Portugal reforça aposta nas lavandarias

António Costa, primeiro-ministro de Portugal, não confirma conversa com Isabel dos Santos sobre o BPI. Mas acrescenta que “era o que faltava que em Portugal pudesse haver qualquer tipo de discriminação em razão da nacionalidade” do investidor.

Por Manuel Quissala

No que se refere à filha do Presidente de Angola, no poder desde 1979 sem nunca ter sido nominalmente eleito, António Costa não faz discriminações nem em relação à nacionalidade do investidor nem, é claro, à origem do dinheiro. Que o país do paizinho de Isabel esteja no sexto lugar do ranking mundial da corrupção também não, presume-se, razão para qualquer tipo de discriminação.

António Costa afirmou hoje que Portugal precisa de investimento estrangeiro e de ter um sistema financeiro “estabilizado e devidamente capitalizado”, salientando que Portugal é “uma economia aberta”.

No caso, “economia aberta” significa que não há limites ao uso das lavandarias portuguesas. Não é novidade mas, é claro, fica sempre bem recordar.

“O país precisa de investimento directo estrangeiro em todos os sectores, também no sector financeiro”, declarou o chefe do Governo numa conferência de imprensa no âmbito da visita oficial que efectuou à Região Autónoma da Madeira, quando questionado sobre os negócios da empresária angolana Isabel dos Santos no sector bancário.

O semanário Expresso noticiou na passada semana que António Costa e Isabel dos Santos, para ultrapassar o impasse no BPI, reuniram-se em Lisboa e terão conciliado com o grupo financeiro espanhol La Caixa, com a filha do Presidente de Angola a vender a sua participação no BPI aos espanhóis e o BPI a ceder as suas acções do banco de angolano BFA a capitais do clã presidencial, eufemisticamente catalogados de “angolanos”.

Sem confirmar o encontro, o governante sustentou ser importante que Portugal tenha “um sistema financeiro estabilizado e devidamente capitalizado, certamente com capital nacional, mas também com capital estrangeiro, seja ele espanhol, seja ele angolano, seja ele alemão, seja americano”.

Será que para António Costa a origem de capital espanhol, alemão ou americano tem a mesma origem do que é manuseado pelo clã Eduardo dos Santos?

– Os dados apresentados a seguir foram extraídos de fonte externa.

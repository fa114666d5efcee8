use crate::location::{ArtifactLocation, Message};
use crate::wire::{EntityKind, SarifEntity};
use crate::JsonValue;
use schemars::JsonSchema;
use serde::{Deserialize, Serialize};
use std::collections::BTreeMap;
use time::OffsetDateTime;

/// An entry in a run's artifact table (a file, a nested archive member, ...).
#[derive(Clone, Debug, Default, PartialEq, Serialize, Deserialize, JsonSchema)]
pub struct Artifact {
    #[serde(skip_serializing_if = "Option::is_none")]
    pub location: Option<ArtifactLocation>,
    #[serde(rename = "mimeType", skip_serializing_if = "Option::is_none")]
    pub mime_type: Option<String>,
    #[serde(skip_serializing_if = "Option::is_none")]
    pub encoding: Option<String>,
    #[serde(rename = "sourceLanguage", skip_serializing_if = "Option::is_none")]
    pub source_language: Option<String>,
    #[serde(skip_serializing_if = "Option::is_none")]
    pub roles: Option<Vec<String>>,
    #[serde(skip_serializing_if = "Option::is_none")]
    pub contents: Option<JsonValue>,
    #[serde(rename = "parentIndex", skip_serializing_if = "Option::is_none")]
    pub parent_index: Option<i64>,
    #[serde(skip_serializing_if = "Option::is_none")]
    pub offset: Option<i64>,
    #[serde(skip_serializing_if = "Option::is_none")]
    pub length: Option<i64>,
    /// Digest by algorithm name, e.g. `sha-256`.
    #[serde(skip_serializing_if = "Option::is_none")]
    pub hashes: Option<BTreeMap<String, String>>,
    #[schemars(with = "Option<String>")]
    #[serde(
        rename = "lastModified",
        default,
        skip_serializing_if = "Option::is_none",
        with = "crate::timestamp"
    )]
    pub last_modified: Option<OffsetDateTime>,
    #[serde(skip_serializing_if = "Option::is_none")]
    pub description: Option<Message>,
}

impl SarifEntity for Artifact {
    const KIND: EntityKind = EntityKind::Artifact;
}

#[cfg(test)]
mod tests {
    use super::*;
    use serde_json::json;
    use time::macros::datetime;

    #[test]
    fn parses_last_modified_as_rfc3339() {
        let artifact: Artifact = serde_json::from_value(json!({
            "location": { "uri": "src/lib.rs" },
            "lastModified": "2024-03-01T12:30:00Z",
            "hashes": { "sha-256": "abc123" }
        }))
        .expect("artifact");

        assert_eq!(artifact.last_modified, Some(datetime!(2024-03-01 12:30:00 UTC)));
        assert_eq!(
            artifact.hashes.as_ref().and_then(|h| h.get("sha-256")).map(String::as_str),
            Some("abc123")
        );
    }

    #[test]
    fn keeps_offset_timestamps() {
        let artifact: Artifact =
            serde_json::from_value(json!({ "lastModified": "2024-03-01T12:30:00.250+02:00" }))
                .expect("artifact");
        assert_eq!(
            artifact.last_modified,
            Some(datetime!(2024-03-01 12:30:00.25 +02:00))
        );
    }

    #[test]
    fn naive_last_modified_is_utc_and_written_back_with_offset() {
        let artifact: Artifact =
            serde_json::from_value(json!({ "lastModified": "2024-05-01T10:00:00" }))
                .expect("artifact");
        assert_eq!(artifact.last_modified, Some(datetime!(2024-05-01 10:00:00 UTC)));
        let out = serde_json::to_value(&artifact).expect("serialize");
        assert_eq!(out, json!({ "lastModified": "2024-05-01T10:00:00Z" }));
    }

    #[test]
    fn rejects_malformed_timestamp() {
        assert!(serde_json::from_value::<Artifact>(json!({ "lastModified": "yesterday" })).is_err());
    }

    #[test]
    fn rejects_non_string_digest() {
        assert!(serde_json::from_value::<Artifact>(json!({ "hashes": { "md5": 5 } })).is_err());
    }

    #[test]
    fn missing_timestamp_stays_absent_on_output() {
        let out = serde_json::to_value(Artifact::default()).expect("serialize");
        assert_eq!(out, json!({}));
    }
}
//! Every fixture under tests/fixtures loads, or fails with the kind its name claims.

use sarifkit_loader::load_path;
use sarifkit_test_util::{expected_kind, list_fixtures, prune_nulls};

#[test]
fn valid_fixtures_load_and_reserialize_without_nulls() {
    let fixtures = list_fixtures("valid");
    assert!(!fixtures.is_empty());

    for path in fixtures {
        let log = load_path(&path).unwrap_or_else(|err| panic!("{path}: {err}"));
        let mut value = serde_json::to_value(&log).expect("serialize");
        let before = value.clone();
        prune_nulls(&mut value);
        assert_eq!(value, before, "{path} re-serialized with null members");
    }
}

#[test]
fn invalid_fixtures_fail_with_named_kind() {
    let fixtures = list_fixtures("invalid");
    assert!(!fixtures.is_empty());

    for path in fixtures {
        let want = expected_kind(&path).unwrap_or_else(|| panic!("{path}: no kind prefix"));
        let err = match load_path(&path) {
            Ok(_) => panic!("{path}: unexpectedly loaded"),
            Err(err) => err,
        };
        assert_eq!(err.kind(), want, "{path}: {err}");
    }
}
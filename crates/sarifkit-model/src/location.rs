//! Messages and the location family: where in an artifact a finding points.

use crate::JsonValue;
use crate::wire::{EntityKind, SarifEntity};
use schemars::JsonSchema;
use serde::{Deserialize, Serialize};

/// Human-readable (optionally templated) text.
#[derive(Clone, Debug, PartialEq, Eq, Serialize, Deserialize, JsonSchema)]
pub struct Message {
    pub text: String,
    #[serde(skip_serializing_if = "Option::is_none")]
    pub markdown: Option<String>,
    #[serde(skip_serializing_if = "Option::is_none")]
    pub id: Option<String>,
    /// Substitution arguments for `{0}`-style placeholders in `text`.
    #[serde(skip_serializing_if = "Option::is_none")]
    pub arguments: Option<Vec<String>>,
}

impl Message {
    pub fn new<S: Into<String>>(text: S) -> Self {
        Self {
            text: text.into(),
            markdown: None,
            id: None,
            arguments: None,
        }
    }
}

/// A file or resource, optionally relative to a named base (`uriBaseId`)
/// and/or identified by index into the run's artifact table.
#[derive(Clone, Debug, Default, PartialEq, Eq, Serialize, Deserialize, JsonSchema)]
pub struct ArtifactLocation {
    #[serde(skip_serializing_if = "Option::is_none")]
    pub uri: Option<String>,
    #[serde(rename = "uriBaseId", skip_serializing_if = "Option::is_none")]
    pub uri_base_id: Option<String>,
    #[serde(skip_serializing_if = "Option::is_none")]
    pub index: Option<i64>,
    #[serde(skip_serializing_if = "Option::is_none")]
    pub description: Option<Message>,
}

impl ArtifactLocation {
    pub fn from_uri<S: Into<String>>(uri: S) -> Self {
        Self {
            uri: Some(uri.into()),
            ..Self::default()
        }
    }
}

/// A sub-range of an artifact, by line/column and/or by char or byte offsets.
#[derive(Clone, Debug, Default, PartialEq, Serialize, Deserialize, JsonSchema)]
pub struct Region {
    #[serde(rename = "startLine", skip_serializing_if = "Option::is_none")]
    pub start_line: Option<i64>,
    #[serde(rename = "startColumn", skip_serializing_if = "Option::is_none")]
    pub start_column: Option<i64>,
    #[serde(rename = "endLine", skip_serializing_if = "Option::is_none")]
    pub end_line: Option<i64>,
    #[serde(rename = "endColumn", skip_serializing_if = "Option::is_none")]
    pub end_column: Option<i64>,
    #[serde(rename = "charOffset", skip_serializing_if = "Option::is_none")]
    pub char_offset: Option<i64>,
    #[serde(rename = "charLength", skip_serializing_if = "Option::is_none")]
    pub char_length: Option<i64>,
    #[serde(rename = "byteOffset", skip_serializing_if = "Option::is_none")]
    pub byte_offset: Option<i64>,
    #[serde(rename = "byteLength", skip_serializing_if = "Option::is_none")]
    pub byte_length: Option<i64>,
    #[serde(skip_serializing_if = "Option::is_none")]
    pub snippet: Option<JsonValue>,
    #[serde(skip_serializing_if = "Option::is_none")]
    pub message: Option<Message>,
}

#[derive(Clone, Debug, Default, PartialEq, Serialize, Deserialize, JsonSchema)]
pub struct PhysicalLocation {
    #[serde(rename = "artifactLocation", skip_serializing_if = "Option::is_none")]
    pub artifact_location: Option<ArtifactLocation>,
    #[serde(skip_serializing_if = "Option::is_none")]
    pub region: Option<Region>,
    #[serde(rename = "contextRegion", skip_serializing_if = "Option::is_none")]
    pub context_region: Option<Region>,
    #[serde(skip_serializing_if = "Option::is_none")]
    pub address: Option<JsonValue>,
}

/// A named program construct (namespace, type, function, ...).
///
/// `parent_index` and `index` point into `Run::logical_locations`; they are
/// never dereferenced here.
#[derive(Clone, Debug, Default, PartialEq, Eq, Serialize, Deserialize, JsonSchema)]
pub struct LogicalLocation {
    #[serde(skip_serializing_if = "Option::is_none")]
    pub name: Option<String>,
    #[serde(rename = "fullName", skip_serializing_if = "Option::is_none")]
    pub full_name: Option<String>,
    #[serde(rename = "decoratedName", skip_serializing_if = "Option::is_none")]
    pub decorated_name: Option<String>,
    #[serde(skip_serializing_if = "Option::is_none")]
    pub kind: Option<String>,
    #[serde(rename = "parentIndex", skip_serializing_if = "Option::is_none")]
    pub parent_index: Option<i64>,
    #[serde(skip_serializing_if = "Option::is_none")]
    pub index: Option<i64>,
}

#[derive(Clone, Debug, Default, PartialEq, Serialize, Deserialize, JsonSchema)]
pub struct Location {
    #[serde(skip_serializing_if = "Option::is_none")]
    pub id: Option<i64>,
    #[serde(rename = "physicalLocation", skip_serializing_if = "Option::is_none")]
    pub physical_location: Option<PhysicalLocation>,
    #[serde(rename = "logicalLocations", skip_serializing_if = "Option::is_none")]
    pub logical_locations: Option<Vec<LogicalLocation>>,
    #[serde(skip_serializing_if = "Option::is_none")]
    pub message: Option<Message>,
    #[serde(skip_serializing_if = "Option::is_none")]
    pub annotations: Option<Vec<JsonValue>>,
    #[serde(skip_serializing_if = "Option::is_none")]
    pub relationships: Option<Vec<JsonValue>>,
}

impl Location {
    /// Shorthand for the common `physicalLocation.artifactLocation.uri` shape.
    pub fn uri(&self) -> Option<&str> {
        self.physical_location
            .as_ref()?
            .artifact_location
            .as_ref()?
            .uri
            .as_deref()
    }
}

impl SarifEntity for Message {
    const KIND: EntityKind = EntityKind::Message;
}

impl SarifEntity for ArtifactLocation {
    const KIND: EntityKind = EntityKind::ArtifactLocation;
}

impl SarifEntity for Region {
    const KIND: EntityKind = EntityKind::Region;
}

impl SarifEntity for PhysicalLocation {
    const KIND: EntityKind = EntityKind::PhysicalLocation;
}

impl SarifEntity for LogicalLocation {
    const KIND: EntityKind = EntityKind::LogicalLocation;
}

impl SarifEntity for Location {
    const KIND: EntityKind = EntityKind::Location;
}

António Costa argumentou que Portugal é “uma economia aberta” e tem que ter “um sistema financeiro aberto”.

Para que não restem dúvidas, disse: “E era o que faltava que em Portugal pudesse haver qualquer tipo de discriminação em razão da nacionalidade para o investimento na economia portuguesa e, designadamente, no sistema financeiro”. Dúvidas dissipadas.

O primeiro-ministro recordou que o anterior Presidente da República, Aníbal Cavaco Silva, aquando da tomada de posse do actual Governo, sublinhou que “uma das missões espinhosas” que o executivo nacional tinha pela frente seria “contribuir para estabilização do sistema financeiro”, assegurando: “É o que temos procurado fazer”.

António Costa vincou ser necessário “criar condições para que os bancos nacionais possam ter o seu capital fortalecido, seja com capitais nacionais, seja com capital internacional, que seja possível atrair”.

No caso do capital da filha do “querido líder” de Angola nem sequer é preciso atrair. Ela sabe que em Portugal está em casa, tal como sabe que as lavandarias lusas são de elevada qualidade.

“Naturalmente, nós vemos com bons olhos que todos aqueles que, sendo espanhóis, angolanos, alemães, chineses ou qualquer outra nacionalidade, queiram investir no nosso sistema financeiro, tendo em vista fortalecê-lo”, reforçou António Costa.

Segundo o primeiro-ministro, “um sistema financeiro forte significa melhores condições para investimentos das empresas nacionais e para maior segurança das poupanças das famílias portuguesas”.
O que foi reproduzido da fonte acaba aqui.